During his second set at Tony's, Trout told the crowd that Bob Dylan is the musician who inspired him to take up the guitar. Backstage after the gig, however, he added that hearing Mike Bloomfield on the first Paul Butterfield Blues Band album was the epiphany that led him to take up electric guitar. "I heard Bloomfield, and I was gone, man. That was it. I said to myself, 'that's what I want to do with my life.'
"When I was a teenager, people were always saying, 'Yeah, you're really good on that guitar. But what if it doesn't work out?' I always told them that I guess that would mean I'd be playing the guitar in some corner bar when I was 50 years old. So what?
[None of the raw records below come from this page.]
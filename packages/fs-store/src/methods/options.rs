use http::header::ALLOW;
use http::StatusCode;
use httpfs_core::Response;

use crate::error::Result;
use crate::store::FsStore;

/// The enabled verbs, and nothing else.
pub(crate) fn handle(store: &FsStore) -> Result<Response> {
    Ok(store
        .response(StatusCode::OK)
        .with_header(ALLOW, store.allow_header()?))
}
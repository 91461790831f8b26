use async_trait::async_trait;
use httpfs_core::{Error as StoreError, Method, Request, Response, Store, Url};

use crate::methods::without_entity_headers;

/// Fetches a COPY source that lives outside this store.
#[async_trait]
pub trait ExternalResolver: Send + Sync {
    async fn fetch_external(&self, url: &Url, request: &Request) -> Result<Response, StoreError>;
}

/// Any store resolves external sources with a plain GET, carrying the COPY
/// request's headers minus its entity headers and `Source`.
#[async_trait]
impl<S: Store + ?Sized> ExternalResolver for S {
    async fn fetch_external(&self, url: &Url, request: &Request) -> Result<Response, StoreError> {
        let headers = without_entity_headers(request.headers(), &["source"]);
        self.fetch(Request::new(Method::Get, url.clone()).with_headers(headers))
            .await
    }
}
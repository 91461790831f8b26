use http::header::{CONTENT_LENGTH, CONTENT_TYPE};
use http::{HeaderValue, StatusCode};
use httpfs_core::{Method, Request, Response};

use crate::error::{Error, Result};
use crate::fs::Primitive;
use crate::listing::{self, LISTING_CONTENT_TYPE};
use crate::store::{FetchOptions, FsStore};

pub(crate) async fn handle(store: &FsStore, request: Request) -> Result<Response> {
    let resolved = store.resolve(&request).await?;

    // Same URL, same resolution: the HEAD evaluates conditions and links
    // for the target resolved above.
    let head_request = request.clone().with_method(Method::Head).without_body();
    let head = store
        .fetch_with(head_request, FetchOptions::internal())
        .await?;
    if !head.is_ok() {
        return Ok(head);
    }
    let Some(stat) = resolved.stat else {
        return Ok(store.response(StatusCode::NOT_FOUND));
    };
    let target = resolved.target(&request);

    if stat.is_dir() {
        if !store.capabilities().contains(Primitive::ReadDir) {
            log::warn!("cannot list {}: filesystem has no read_dir", target);
            return store.warning(
                StatusCode::NOT_IMPLEMENTED,
                "Listing a directory is not supported",
            );
        }
        let body = listing::render(store, &request, target, &stat).await?;
        return Ok(store
            .response(StatusCode::OK)
            .with_headers(head.headers().clone())
            .with_header(CONTENT_TYPE, HeaderValue::from_static(LISTING_CONTENT_TYPE))
            .with_header(CONTENT_LENGTH, HeaderValue::from(body.len()))
            .with_body(body));
    }

    let path = store.path(target)?;
    let body = store
        .fs()
        .read_file(&path)
        .await
        .map_err(|source| Error::io(&path, source))?;

    let mut response = store
        .response(StatusCode::OK)
        .with_headers(head.headers().clone())
        .with_header(CONTENT_LENGTH, HeaderValue::from(body.len()));
    if let Some(refined) = store.content_types.refine(&request, &path, &body) {
        response = response.with_header(CONTENT_TYPE, HeaderValue::from_str(&refined)?);
    }
    Ok(response.with_body(body))
}
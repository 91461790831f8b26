mod common;

use httpfs_core::{Method, StatusCode};
use httpfs_fs_store::{AcceptExtensions, FsStoreBuilder, FsStoreConfig, LocalFs, MagicExtensions};
use serde_json::Value;

use common::{body, header, request, url, Harness};

fn magic() -> Harness {
    Harness::with(|builder| builder.content_location(MagicExtensions::default()))
}

#[tokio::test]
async fn test_magic_put_records_media_type() {
    let harness = magic();

    let put = harness.put("/doc", "text/turtle", "<#a> <#b> <#c> .").await;
    assert_eq!(put.status(), StatusCode::CREATED);
    assert_eq!(header(&put, "location"), Some(url("/doc").as_str()));
    assert_eq!(header(&put, "content-location"), Some(url("/doc$.ttl").as_str()));
    assert!(harness.file("doc$.ttl").is_file());
    assert!(!harness.file("doc").exists());

    let get = harness.get("/doc").await;
    assert_eq!(get.status(), StatusCode::OK);
    assert_eq!(header(&get, "content-type"), Some("text/turtle"));
    assert_eq!(header(&get, "content-location"), Some(url("/doc$.ttl").as_str()));
    assert_eq!(body(&get), b"<#a> <#b> <#c> .");

    let replace = harness.put("/doc", "text/turtle", "").await;
    assert_eq!(replace.status(), StatusCode::NO_CONTENT);
}

#[tokio::test]
async fn test_magic_put_keeps_matching_extension() {
    let harness = magic();
    let put = harness.put("/notes.txt", "text/plain", "plain").await;
    assert_eq!(put.status(), StatusCode::CREATED);
    assert_eq!(header(&put, "content-location"), None);
    assert!(harness.file("notes.txt").is_file());
}

#[tokio::test]
async fn test_magic_negotiates_between_representations() {
    let harness = magic();
    harness.write("page$.html", "<p>hi</p>");
    harness.write("page$.json", "{}");

    let html = harness
        .send(
            request(Method::Get, "/page")
                .with_header("Accept", "text/html")
                .unwrap(),
        )
        .await;
    assert_eq!(header(&html, "content-location"), Some(url("/page$.html").as_str()));
    assert_eq!(header(&html, "content-type"), Some("text/html"));

    let json = harness
        .send(
            request(Method::Get, "/page")
                .with_header("Accept", "application/json;q=0.9, text/html;q=0.1")
                .unwrap(),
        )
        .await;
    assert_eq!(header(&json, "content-location"), Some(url("/page$.json").as_str()));
    assert_eq!(body(&json), b"{}");
}

#[tokio::test]
async fn test_magic_directory_serves_index_for_html() {
    let harness = magic();
    harness.write("site/index.html", "<h1>home</h1>");

    let html = harness
        .send(
            request(Method::Get, "/site/")
                .with_header("Accept", "text/html")
                .unwrap(),
        )
        .await;
    assert_eq!(html.status(), StatusCode::OK);
    assert_eq!(header(&html, "content-location"), Some(url("/site/index.html").as_str()));
    assert_eq!(body(&html), b"<h1>home</h1>");

    let listing = harness
        .send(
            request(Method::Get, "/site")
                .with_header("Accept", "application/ld+json")
                .unwrap(),
        )
        .await;
    assert_eq!(header(&listing, "content-location"), Some(url("/site/").as_str()));
    let graph: Value = serde_json::from_slice(body(&listing)).unwrap();
    assert_eq!(graph["@graph"][0]["@id"], url("/site/"));
}

#[tokio::test]
async fn test_magic_post_creates_fresh_member() {
    let harness = magic();
    harness.mkdir("inbox");

    let post = harness
        .send(
            request(Method::Post, "/inbox/")
                .with_header("Content-Type", "text/plain")
                .unwrap()
                .with_body("note"),
        )
        .await;
    assert_eq!(post.status(), StatusCode::CREATED);
    let location = header(&post, "location").unwrap();
    assert!(location.starts_with(&url("/inbox/")));
    assert_eq!(std::fs::read_dir(harness.file("inbox")).unwrap().count(), 1);
}

#[tokio::test]
async fn test_accept_extensions_find_suffixed_file() {
    let harness = Harness::with(|builder| builder.suffix_candidates(AcceptExtensions));
    harness.write("page.html", "<p>hi</p>");

    let get = harness
        .send(
            request(Method::Get, "/page")
                .with_header("Accept", "text/html")
                .unwrap(),
        )
        .await;
    assert_eq!(get.status(), StatusCode::OK);
    assert_eq!(header(&get, "content-location"), Some(url("/page.html").as_str()));
    assert_eq!(body(&get), b"<p>hi</p>");

    let json = harness
        .send(
            request(Method::Get, "/page")
                .with_header("Accept", "application/json")
                .unwrap(),
        )
        .await;
    assert_eq!(json.status(), StatusCode::NOT_FOUND);
}

#[tokio::test]
async fn test_store_from_config() {
    let dir = tempfile::tempdir().unwrap();
    let config = FsStoreConfig::from_json_str(&format!(
        r#"{{"root": {}, "magic_extensions": true, "acl_suffix": ".access"}}"#,
        serde_json::to_string(&dir.path()).unwrap()
    ))
    .unwrap();
    let store = FsStoreBuilder::from_config(LocalFs, &config).build().unwrap();

    let put = httpfs_core::Store::fetch(
        &store,
        request(Method::Put, "/doc")
            .with_header("Content-Type", "application/json")
            .unwrap()
            .with_body("{}"),
    )
    .await
    .unwrap();
    assert_eq!(header(&put, "content-location"), Some(url("/doc$.json").as_str()));

    std::fs::write(dir.path().join("doc$.json.access"), "").unwrap();
    let head = httpfs_core::Store::fetch(&store, request(Method::Head, "/doc"))
        .await
        .unwrap();
    let links: Vec<&str> = head
        .headers()
        .get_all("link")
        .iter()
        .filter_map(|value| value.to_str().ok())
        .collect();
    assert!(links.contains(&format!("<{}>; rel=\"acl\"", url("/doc$.json.access")).as_str()));
}
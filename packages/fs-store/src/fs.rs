//! Filesystem primitives consumed by the store.
//!
//! A [`FileSystem`] advertises which [`Primitive`]s it implements. The store
//! reads that table once, at construction, to decide which verbs it can
//! serve. Primitives a filesystem does not implement fail with
//! [`io::ErrorKind::Unsupported`].

use std::collections::BTreeSet;
use std::fmt;
use std::io;
use std::path::Path;
use std::time::{SystemTime, UNIX_EPOCH};

use async_trait::async_trait;
use bytes::Bytes;

/// One filesystem operation the store may rely on.
#[derive(Debug, Clone, Copy, PartialEq, Eq, PartialOrd, Ord, Hash)]
pub enum Primitive {
    Stat,
    ReadFile,
    WriteFile,
    Unlink,
    ReadDir,
    CreateDirAll,
    RemoveDirAll,
}

impl Primitive {
    pub const ALL: [Primitive; 7] = [
        Primitive::Stat,
        Primitive::ReadFile,
        Primitive::WriteFile,
        Primitive::Unlink,
        Primitive::ReadDir,
        Primitive::CreateDirAll,
        Primitive::RemoveDirAll,
    ];

    pub fn name(&self) -> &'static str {
        match self {
            Primitive::Stat => "stat",
            Primitive::ReadFile => "read_file",
            Primitive::WriteFile => "write_file",
            Primitive::Unlink => "unlink",
            Primitive::ReadDir => "read_dir",
            Primitive::CreateDirAll => "create_dir_all",
            Primitive::RemoveDirAll => "remove_dir_all",
        }
    }
}

impl fmt::Display for Primitive {
    fn fmt(&self, f: &mut fmt::Formatter<'_>) -> fmt::Result {
        f.write_str(self.name())
    }
}

/// The set of primitives a filesystem implements.
#[derive(Debug, Clone, PartialEq, Eq, Default)]
pub struct Capabilities {
    primitives: BTreeSet<Primitive>,
}

impl Capabilities {
    pub fn all() -> Self {
        Primitive::ALL.into_iter().collect()
    }

    pub fn none() -> Self {
        Self::default()
    }

    pub fn with(mut self, primitive: Primitive) -> Self {
        self.primitives.insert(primitive);
        self
    }

    pub fn without(mut self, primitive: Primitive) -> Self {
        self.primitives.remove(&primitive);
        self
    }

    pub fn contains(&self, primitive: Primitive) -> bool {
        self.primitives.contains(&primitive)
    }

    pub fn contains_all(&self, required: &[Primitive]) -> bool {
        required.iter().all(|primitive| self.contains(*primitive))
    }

    pub fn iter(&self) -> impl Iterator<Item = Primitive> + '_ {
        self.primitives.iter().copied()
    }
}

impl FromIterator<Primitive> for Capabilities {
    fn from_iter<I: IntoIterator<Item = Primitive>>(iter: I) -> Self {
        Self {
            primitives: iter.into_iter().collect(),
        }
    }
}

#[derive(Debug, Clone, Copy, PartialEq, Eq)]
pub enum FileKind {
    File,
    Directory,
    Other,
}

/// Filesystem status of one entry.
#[derive(Debug, Clone, Copy, PartialEq, Eq)]
pub struct Stat {
    pub kind: FileKind,
    pub size: u64,
    pub modified: SystemTime,
}

impl Stat {
    pub fn file(size: u64, modified: SystemTime) -> Self {
        Self {
            kind: FileKind::File,
            size,
            modified,
        }
    }

    pub fn directory(modified: SystemTime) -> Self {
        Self {
            kind: FileKind::Directory,
            size: 0,
            modified,
        }
    }

    pub fn is_file(&self) -> bool {
        self.kind == FileKind::File
    }

    pub fn is_dir(&self) -> bool {
        self.kind == FileKind::Directory
    }
}

impl From<&std::fs::Metadata> for Stat {
    fn from(metadata: &std::fs::Metadata) -> Self {
        let kind = if metadata.is_file() {
            FileKind::File
        } else if metadata.is_dir() {
            FileKind::Directory
        } else {
            FileKind::Other
        };
        Self {
            kind,
            size: metadata.len(),
            modified: metadata.modified().unwrap_or(UNIX_EPOCH),
        }
    }
}

pub(crate) fn unsupported(primitive: Primitive) -> io::Error {
    io::Error::new(
        io::ErrorKind::Unsupported,
        format!("{} is not supported by this filesystem", primitive),
    )
}

/// The filesystem a store is rooted on.
///
/// Only [`stat`](FileSystem::stat) is mandatory. Every other primitive has a
/// default that fails with `Unsupported`; implementors override the ones
/// they list in [`capabilities`](FileSystem::capabilities).
#[async_trait]
pub trait FileSystem: Send + Sync {
    /// The primitives this filesystem implements.
    fn capabilities(&self) -> Capabilities;

    /// Status of `path`, or `None` if nothing is there.
    async fn stat(&self, path: &Path) -> io::Result<Option<Stat>>;

    async fn read_file(&self, _path: &Path) -> io::Result<Bytes> {
        Err(unsupported(Primitive::ReadFile))
    }

    async fn write_file(&self, _path: &Path, _data: Bytes) -> io::Result<()> {
        Err(unsupported(Primitive::WriteFile))
    }

    async fn unlink(&self, _path: &Path) -> io::Result<()> {
        Err(unsupported(Primitive::Unlink))
    }

    /// Child names of a directory, in the order the filesystem yields them.
    async fn read_dir(&self, _path: &Path) -> io::Result<Vec<String>> {
        Err(unsupported(Primitive::ReadDir))
    }

    async fn create_dir_all(&self, _path: &Path) -> io::Result<()> {
        Err(unsupported(Primitive::CreateDirAll))
    }

    async fn remove_dir_all(&self, _path: &Path) -> io::Result<()> {
        Err(unsupported(Primitive::RemoveDirAll))
    }
}

/// The local disk, through `tokio::fs`.
#[derive(Debug, Clone, Copy, Default)]
pub struct LocalFs;

#[async_trait]
impl FileSystem for LocalFs {
    fn capabilities(&self) -> Capabilities {
        Capabilities::all()
    }

    async fn stat(&self, path: &Path) -> io::Result<Option<Stat>> {
        match tokio::fs::metadata(path).await {
            Ok(metadata) => Ok(Some(Stat::from(&metadata))),
            Err(error) if error.kind() == io::ErrorKind::PermissionDenied => Err(error),
            // Missing entries and paths through a regular file both read as absent.
            Err(error) => {
                log::debug!("stat {} failed: {}", path.display(), error);
                Ok(None)
            }
        }
    }

    async fn read_file(&self, path: &Path) -> io::Result<Bytes> {
        tokio::fs::read(path).await.map(Bytes::from)
    }

    async fn write_file(&self, path: &Path, data: Bytes) -> io::Result<()> {
        tokio::fs::write(path, data).await
    }

    async fn unlink(&self, path: &Path) -> io::Result<()> {
        tokio::fs::remove_file(path).await
    }

    async fn read_dir(&self, path: &Path) -> io::Result<Vec<String>> {
        let mut entries = tokio::fs::read_dir(path).await?;
        let mut names = Vec::new();
        while let Some(entry) = entries.next_entry().await? {
            match entry.file_name().into_string() {
                Ok(name) => names.push(name),
                Err(name) => log::debug!("skipping non UTF-8 entry {:?}", name),
            }
        }
        Ok(names)
    }

    async fn create_dir_all(&self, path: &Path) -> io::Result<()> {
        tokio::fs::create_dir_all(path).await
    }

    async fn remove_dir_all(&self, path: &Path) -> io::Result<()> {
        tokio::fs::remove_dir_all(path).await
    }
}

/// A filesystem with some of its primitives hidden.
///
/// Hidden primitives are dropped from [`FileSystem::capabilities`] and fail
/// with `Unsupported` when called.
pub struct Restricted<F> {
    inner: F,
    capabilities: Capabilities,
}

impl<F: FileSystem> Restricted<F> {
    pub fn new(inner: F, hidden: &[Primitive]) -> Self {
        let capabilities = hidden
            .iter()
            .fold(inner.capabilities(), |caps, primitive| caps.without(*primitive));
        Self {
            inner,
            capabilities,
        }
    }

    /// Stat, read and directory listing only.
    pub fn read_only(inner: F) -> Self {
        Self::new(
            inner,
            &[
                Primitive::WriteFile,
                Primitive::Unlink,
                Primitive::CreateDirAll,
                Primitive::RemoveDirAll,
            ],
        )
    }

    fn check(&self, primitive: Primitive) -> io::Result<()> {
        if self.capabilities.contains(primitive) {
            Ok(())
        } else {
            Err(unsupported(primitive))
        }
    }
}

#[async_trait]
impl<F: FileSystem> FileSystem for Restricted<F> {
    fn capabilities(&self) -> Capabilities {
        self.capabilities.clone()
    }

    async fn stat(&self, path: &Path) -> io::Result<Option<Stat>> {
        self.check(Primitive::Stat)?;
        self.inner.stat(path).await
    }

    async fn read_file(&self, path: &Path) -> io::Result<Bytes> {
        self.check(Primitive::ReadFile)?;
        self.inner.read_file(path).await
    }

    async fn write_file(&self, path: &Path, data: Bytes) -> io::Result<()> {
        self.check(Primitive::WriteFile)?;
        self.inner.write_file(path, data).await
    }

    async fn unlink(&self, path: &Path) -> io::Result<()> {
        self.check(Primitive::Unlink)?;
        self.inner.unlink(path).await
    }

    async fn read_dir(&self, path: &Path) -> io::Result<Vec<String>> {
        self.check(Primitive::ReadDir)?;
        self.inner.read_dir(path).await
    }

    async fn create_dir_all(&self, path: &Path) -> io::Result<()> {
        self.check(Primitive::CreateDirAll)?;
        self.inner.create_dir_all(path).await
    }

    async fn remove_dir_all(&self, path: &Path) -> io::Result<()> {
        self.check(Primitive::RemoveDirAll)?;
        self.inner.remove_dir_all(path).await
    }
}
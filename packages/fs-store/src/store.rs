//! The filesystem store and its request dispatcher.

use std::path::{Path, PathBuf};

use async_trait::async_trait;
use futures::future::{BoxFuture, FutureExt};
use http::header::{ALLOW, WARNING};
use http::{HeaderValue, StatusCode};
use httpfs_core::{Error as StoreError, Method, Request, Response, StatusTexts, Store};
use url::Url;

use crate::builder::FsStoreBuilder;
use crate::config::FsStoreConfig;
use crate::content_location::{ContentLocationResult, ContentLocations, ResolveContext};
use crate::content_type::ContentTypeResolver;
use crate::error::Result;
use crate::external::ExternalResolver;
use crate::fs::{Capabilities, FileSystem, LocalFs, Stat};
use crate::links::{DependentPolicy, LinkDiscoverer};
use crate::lock::{LockClassifier, LockFactory, LockGuard, LockMode};
use crate::methods;
use crate::path::PathResolver;

/// How a request enters the dispatcher.
#[derive(Debug, Clone, Copy, Default, PartialEq, Eq)]
pub struct FetchOptions {
    /// Skip lock acquisition. Set on sub-requests against a resource whose
    /// lock the caller already holds.
    pub ignore_lock: bool,
    /// Skip link discovery on HEAD.
    pub skip_links: bool,
}

impl FetchOptions {
    pub fn internal() -> Self {
        Self {
            ignore_lock: true,
            skip_links: false,
        }
    }

    /// For existence checks: no lock, no link discovery.
    pub fn probe() -> Self {
        Self {
            ignore_lock: true,
            skip_links: true,
        }
    }
}

/// A hierarchical filesystem served through request/response semantics.
pub struct FsStore {
    pub(crate) fs: Box<dyn FileSystem>,
    pub(crate) paths: Box<dyn PathResolver>,
    pub(crate) locations: ContentLocations,
    pub(crate) content_types: Box<dyn ContentTypeResolver>,
    pub(crate) links: Box<dyn LinkDiscoverer>,
    pub(crate) dependents: Box<dyn DependentPolicy>,
    pub(crate) locks: Box<dyn LockFactory>,
    pub(crate) classifier: Box<dyn LockClassifier>,
    pub(crate) external: Option<Box<dyn ExternalResolver>>,
    pub(crate) status_texts: Box<dyn StatusTexts>,
    pub(crate) max_name_attempts: u32,
    pub(crate) capabilities: Capabilities,
    pub(crate) allowed: Vec<Method>,
}

impl FsStore {
    /// A store on the local disk under `root`, configured by
    /// [`FsStoreConfig::default`].
    pub fn local(root: impl Into<PathBuf>) -> Self {
        FsStoreBuilder::from_config(LocalFs, &FsStoreConfig::with_root(root)).assemble_rooted()
    }

    pub fn builder<F: FileSystem + 'static>(fs: F) -> FsStoreBuilder {
        FsStoreBuilder::new(fs)
    }

    /// Enabled verbs, in `Allow` header order.
    pub fn allowed_methods(&self) -> &[Method] {
        &self.allowed
    }

    /// The filesystem primitives this store was built with.
    pub fn capabilities(&self) -> &Capabilities {
        &self.capabilities
    }

    /// Dispatch `request`.
    ///
    /// Disabled verbs are answered with 405 before anything else happens.
    /// The lock is keyed by the physical path the request URL names, without
    /// trailing separators, so a traversal attempt fails here before the
    /// filesystem is touched.
    pub fn fetch_with(
        &self,
        request: Request,
        options: FetchOptions,
    ) -> BoxFuture<'_, Result<Response>> {
        async move {
            if !self.allowed.contains(request.method()) {
                log::debug!("{} {}: method not allowed", request.method(), request.url());
                return self.method_not_allowed();
            }
            log::debug!("{} {}", request.method(), request.url());

            let _guard = if options.ignore_lock {
                LockGuard::unlocked()
            } else {
                self.lock(&request).await?
            };

            let method = request.method().clone();
            match method {
                Method::Head => methods::head::handle(self, request, options).await,
                Method::Get => methods::get::handle(self, request).await,
                Method::Put => methods::put::handle(self, request).await,
                Method::Delete => methods::delete::handle(self, request).await,
                Method::Copy => methods::copy::handle(self, request).await,
                Method::Post => methods::post::handle(self, request).await,
                Method::Options => methods::options::handle(self),
                Method::Other(_) => self.method_not_allowed(),
            }
        }
        .boxed()
    }

    /// HEAD `url` without locking and without link discovery.
    pub async fn probe(&self, url: &Url) -> Result<Response> {
        self.fetch_with(Request::new(Method::Head, url.clone()), FetchOptions::probe())
            .await
    }

    async fn lock(&self, request: &Request) -> Result<LockGuard> {
        // `dir` and `dir/` are one resource and take one lock.
        let key: PathBuf = self.paths.resolve(request.url())?.components().collect();
        let key = key.to_string_lossy();
        Ok(match self.classifier.classify(request.method()) {
            Some(LockMode::Write) => self.locks.write_lock(&key).await,
            Some(LockMode::Read) => self.locks.read_lock(&key).await,
            None => LockGuard::unlocked(),
        })
    }

    pub(crate) fn fs(&self) -> &dyn FileSystem {
        self.fs.as_ref()
    }

    pub(crate) fn context(&self) -> ResolveContext<'_> {
        ResolveContext::new(self.fs.as_ref(), self.paths.as_ref())
    }

    pub(crate) async fn resolve(&self, request: &Request) -> Result<ContentLocationResult> {
        self.locations.resolve(request, &self.context()).await
    }

    pub(crate) fn path(&self, url: &Url) -> Result<PathBuf> {
        self.paths.resolve(url)
    }

    pub(crate) async fn stat_path(&self, path: &Path) -> Result<Option<Stat>> {
        self.context().stat_path(path).await
    }

    /// An empty response with the configured reason phrase.
    pub(crate) fn response(&self, status: StatusCode) -> Response {
        Response::new(status).with_status_text(self.status_texts.reason(status))
    }

    /// A response explaining itself in a `Warning` header.
    pub(crate) fn warning(&self, status: StatusCode, text: &str) -> Result<Response> {
        let warning = HeaderValue::from_str(&format!("199 - {}", text))?;
        Ok(self.response(status).with_header(WARNING, warning))
    }

    pub(crate) fn allow_header(&self) -> Result<HeaderValue> {
        let allow = self
            .allowed
            .iter()
            .map(Method::as_str)
            .collect::<Vec<_>>()
            .join(", ");
        Ok(HeaderValue::from_str(&allow)?)
    }

    fn method_not_allowed(&self) -> Result<Response> {
        Ok(self
            .response(StatusCode::METHOD_NOT_ALLOWED)
            .with_header(ALLOW, self.allow_header()?))
    }
}

impl std::fmt::Debug for FsStore {
    fn fmt(&self, f: &mut std::fmt::Formatter<'_>) -> std::fmt::Result {
        f.debug_struct("FsStore")
            .field("capabilities", &self.capabilities)
            .field("allowed", &self.allowed)
            .field("max_name_attempts", &self.max_name_attempts)
            .finish_non_exhaustive()
    }
}

#[async_trait]
impl Store for FsStore {
    async fn fetch(&self, request: Request) -> std::result::Result<Response, StoreError> {
        Ok(self.fetch_with(request, FetchOptions::default()).await?)
    }
}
I knew that this was what I was meant to do, and I was gonna do it no matter what."
"I'm an American. I want to be recognized by my own people."
Trout's determination led him to California, where he still makes his home with his Danish wife, Marie, and their two sons. He worked as a sideman for such artists as Big Mama Thornton, John Lee Hooker, and Percy Mayfield. A John Mayall gig got him to Europe, where he landed a record deal with Elektra Denmark.
Today, Trout can't walk down the street in any major city in western Europe without people dogging him for his autograph. Then he flies home to America, where nobody knows his music. Ruf Records, which has released Trout's two most recent albums in the U.S. (including his new album, Livin' Every Day), means to wise-up the American blues audience. The label has Trout on a 42-city summer tour. It's Trout time in bluesland U.S.A. "I'm an American," Trout said. "I want to be recognized by my own people. I've thought about moving to Europe, but my wife says if I can't sit on the beach under a palm tree reading the L.A. Times every day I'll go crazy in two months. I know she's right. Besides, I won't give up on my own country."